*** Data shown ***
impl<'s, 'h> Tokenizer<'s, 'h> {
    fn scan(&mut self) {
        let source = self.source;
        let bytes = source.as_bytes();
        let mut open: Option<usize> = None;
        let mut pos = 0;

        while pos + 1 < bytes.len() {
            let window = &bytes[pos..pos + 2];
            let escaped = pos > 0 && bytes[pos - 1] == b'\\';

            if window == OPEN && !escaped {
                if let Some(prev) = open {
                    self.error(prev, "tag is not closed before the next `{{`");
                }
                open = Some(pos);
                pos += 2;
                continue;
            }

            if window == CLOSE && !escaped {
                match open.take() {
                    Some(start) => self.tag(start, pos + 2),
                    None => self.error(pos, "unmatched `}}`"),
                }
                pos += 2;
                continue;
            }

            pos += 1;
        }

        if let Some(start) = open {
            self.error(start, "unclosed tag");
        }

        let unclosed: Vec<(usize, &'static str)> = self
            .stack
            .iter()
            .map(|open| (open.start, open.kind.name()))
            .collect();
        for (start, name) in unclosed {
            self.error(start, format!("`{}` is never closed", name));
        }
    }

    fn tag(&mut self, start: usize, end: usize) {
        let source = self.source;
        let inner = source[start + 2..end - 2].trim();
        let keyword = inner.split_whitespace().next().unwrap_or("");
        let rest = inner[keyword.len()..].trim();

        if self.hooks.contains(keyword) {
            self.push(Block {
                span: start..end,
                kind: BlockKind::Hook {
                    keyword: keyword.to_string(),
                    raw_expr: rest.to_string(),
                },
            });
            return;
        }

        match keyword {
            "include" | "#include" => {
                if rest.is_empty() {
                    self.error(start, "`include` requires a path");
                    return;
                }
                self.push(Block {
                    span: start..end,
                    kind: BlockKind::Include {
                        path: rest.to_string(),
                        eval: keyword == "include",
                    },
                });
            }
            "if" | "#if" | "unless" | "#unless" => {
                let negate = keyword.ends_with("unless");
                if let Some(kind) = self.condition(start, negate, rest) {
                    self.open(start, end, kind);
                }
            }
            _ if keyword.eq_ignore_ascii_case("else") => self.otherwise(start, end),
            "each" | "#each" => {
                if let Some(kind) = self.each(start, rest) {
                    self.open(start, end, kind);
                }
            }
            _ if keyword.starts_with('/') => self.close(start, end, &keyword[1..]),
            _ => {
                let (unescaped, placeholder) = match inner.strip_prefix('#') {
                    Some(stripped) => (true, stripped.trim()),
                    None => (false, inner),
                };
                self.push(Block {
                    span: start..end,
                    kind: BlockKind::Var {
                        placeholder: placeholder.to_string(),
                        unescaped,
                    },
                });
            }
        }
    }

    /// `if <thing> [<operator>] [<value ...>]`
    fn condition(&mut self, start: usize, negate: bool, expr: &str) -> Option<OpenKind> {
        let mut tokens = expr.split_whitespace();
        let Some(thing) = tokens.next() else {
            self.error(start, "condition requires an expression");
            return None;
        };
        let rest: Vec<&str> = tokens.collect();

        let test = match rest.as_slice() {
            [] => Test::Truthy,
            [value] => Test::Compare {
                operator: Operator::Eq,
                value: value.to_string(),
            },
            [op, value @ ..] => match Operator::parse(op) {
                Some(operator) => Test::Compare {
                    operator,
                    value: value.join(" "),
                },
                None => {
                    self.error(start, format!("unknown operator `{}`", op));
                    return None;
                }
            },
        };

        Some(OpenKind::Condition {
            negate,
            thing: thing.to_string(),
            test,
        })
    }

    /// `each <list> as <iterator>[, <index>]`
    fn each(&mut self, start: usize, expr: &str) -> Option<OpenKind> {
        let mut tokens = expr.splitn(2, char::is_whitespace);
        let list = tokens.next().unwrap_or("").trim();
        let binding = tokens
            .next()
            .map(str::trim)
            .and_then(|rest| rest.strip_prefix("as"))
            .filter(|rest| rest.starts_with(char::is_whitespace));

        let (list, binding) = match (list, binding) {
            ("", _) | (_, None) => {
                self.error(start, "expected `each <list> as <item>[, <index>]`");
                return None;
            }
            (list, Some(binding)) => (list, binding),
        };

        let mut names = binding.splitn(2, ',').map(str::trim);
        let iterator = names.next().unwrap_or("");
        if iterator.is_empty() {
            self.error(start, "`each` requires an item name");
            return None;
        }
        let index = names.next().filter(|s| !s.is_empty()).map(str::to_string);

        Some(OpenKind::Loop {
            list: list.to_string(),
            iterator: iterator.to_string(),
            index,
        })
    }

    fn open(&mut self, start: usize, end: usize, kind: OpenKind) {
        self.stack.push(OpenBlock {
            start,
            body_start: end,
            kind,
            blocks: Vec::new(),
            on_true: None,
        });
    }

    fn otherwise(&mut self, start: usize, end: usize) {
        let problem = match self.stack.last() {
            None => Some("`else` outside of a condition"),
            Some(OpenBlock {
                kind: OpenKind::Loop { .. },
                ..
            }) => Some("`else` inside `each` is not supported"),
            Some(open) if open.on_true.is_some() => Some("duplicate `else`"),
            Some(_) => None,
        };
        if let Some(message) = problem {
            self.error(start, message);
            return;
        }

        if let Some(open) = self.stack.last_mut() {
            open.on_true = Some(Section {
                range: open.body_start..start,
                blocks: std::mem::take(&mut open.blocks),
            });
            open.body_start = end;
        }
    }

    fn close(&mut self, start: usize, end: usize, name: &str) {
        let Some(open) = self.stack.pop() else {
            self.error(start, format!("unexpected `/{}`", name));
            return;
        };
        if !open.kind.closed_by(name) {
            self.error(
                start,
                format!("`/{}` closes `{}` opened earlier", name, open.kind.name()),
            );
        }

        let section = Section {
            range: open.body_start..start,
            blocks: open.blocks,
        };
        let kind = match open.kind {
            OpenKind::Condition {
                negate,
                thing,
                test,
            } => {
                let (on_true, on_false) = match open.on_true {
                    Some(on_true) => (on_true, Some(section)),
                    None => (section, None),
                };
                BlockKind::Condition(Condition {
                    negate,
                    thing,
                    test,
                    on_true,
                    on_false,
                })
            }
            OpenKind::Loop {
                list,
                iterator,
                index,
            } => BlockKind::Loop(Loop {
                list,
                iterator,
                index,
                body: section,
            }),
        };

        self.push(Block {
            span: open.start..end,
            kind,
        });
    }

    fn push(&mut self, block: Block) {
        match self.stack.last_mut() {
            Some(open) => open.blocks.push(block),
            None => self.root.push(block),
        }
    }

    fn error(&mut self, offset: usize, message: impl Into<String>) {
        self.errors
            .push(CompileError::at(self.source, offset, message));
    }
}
*** End of Data shown ***
Go through the material and report each line that holds the string "unless".

            "if" | "#if" | "unless" | "#unless" => {
                let negate = keyword.ends_with("unless");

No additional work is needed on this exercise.